Given the records that follow, return each one verbatim.

########################################

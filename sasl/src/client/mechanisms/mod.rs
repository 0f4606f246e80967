// This Source Code Form is subject to the terms of the Mozilla Public
// License, v. 2.0. If a copy of the MPL was not distributed with this
// file, You can obtain one at http://mozilla.org/MPL/2.0/.

//! Provides a few SASL mechanisms.

#[cfg(feature = "anonymous")]
mod anonymous;
mod external;
mod plain;

#[cfg(feature = "scram")]
mod scram;

#[cfg(feature = "anonymous")]
pub use self::anonymous::Anonymous;
pub use self::external::External;
pub use self::plain::Plain;

#[cfg(feature = "scram")]
pub use self::scram::Scram;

########################################

*SOLUTION TO THIS TASK*:
filename sasl/src/client/mechanisms/mod.rs
repository 0f4606f246e80967
// This Source Code Form is subject to the terms of the Mozilla Public
// License, v. 2.0. If a copy of the MPL was not distributed with this
// file, You can obtain one at http://mozilla.org/MPL/2.0/.

//! Provides a few SASL mechanisms.

#[cfg(feature = "anonymous")]
mod anonymous;
mod external;
mod plain;

#[cfg(feature = "scram")]
mod scram;

#[cfg(feature = "anonymous")]
pub use self::anonymous::Anonymous;
pub use self::external::External;
pub use self::plain::Plain;

#[cfg(feature = "scram")]
pub use self::scram::Scram;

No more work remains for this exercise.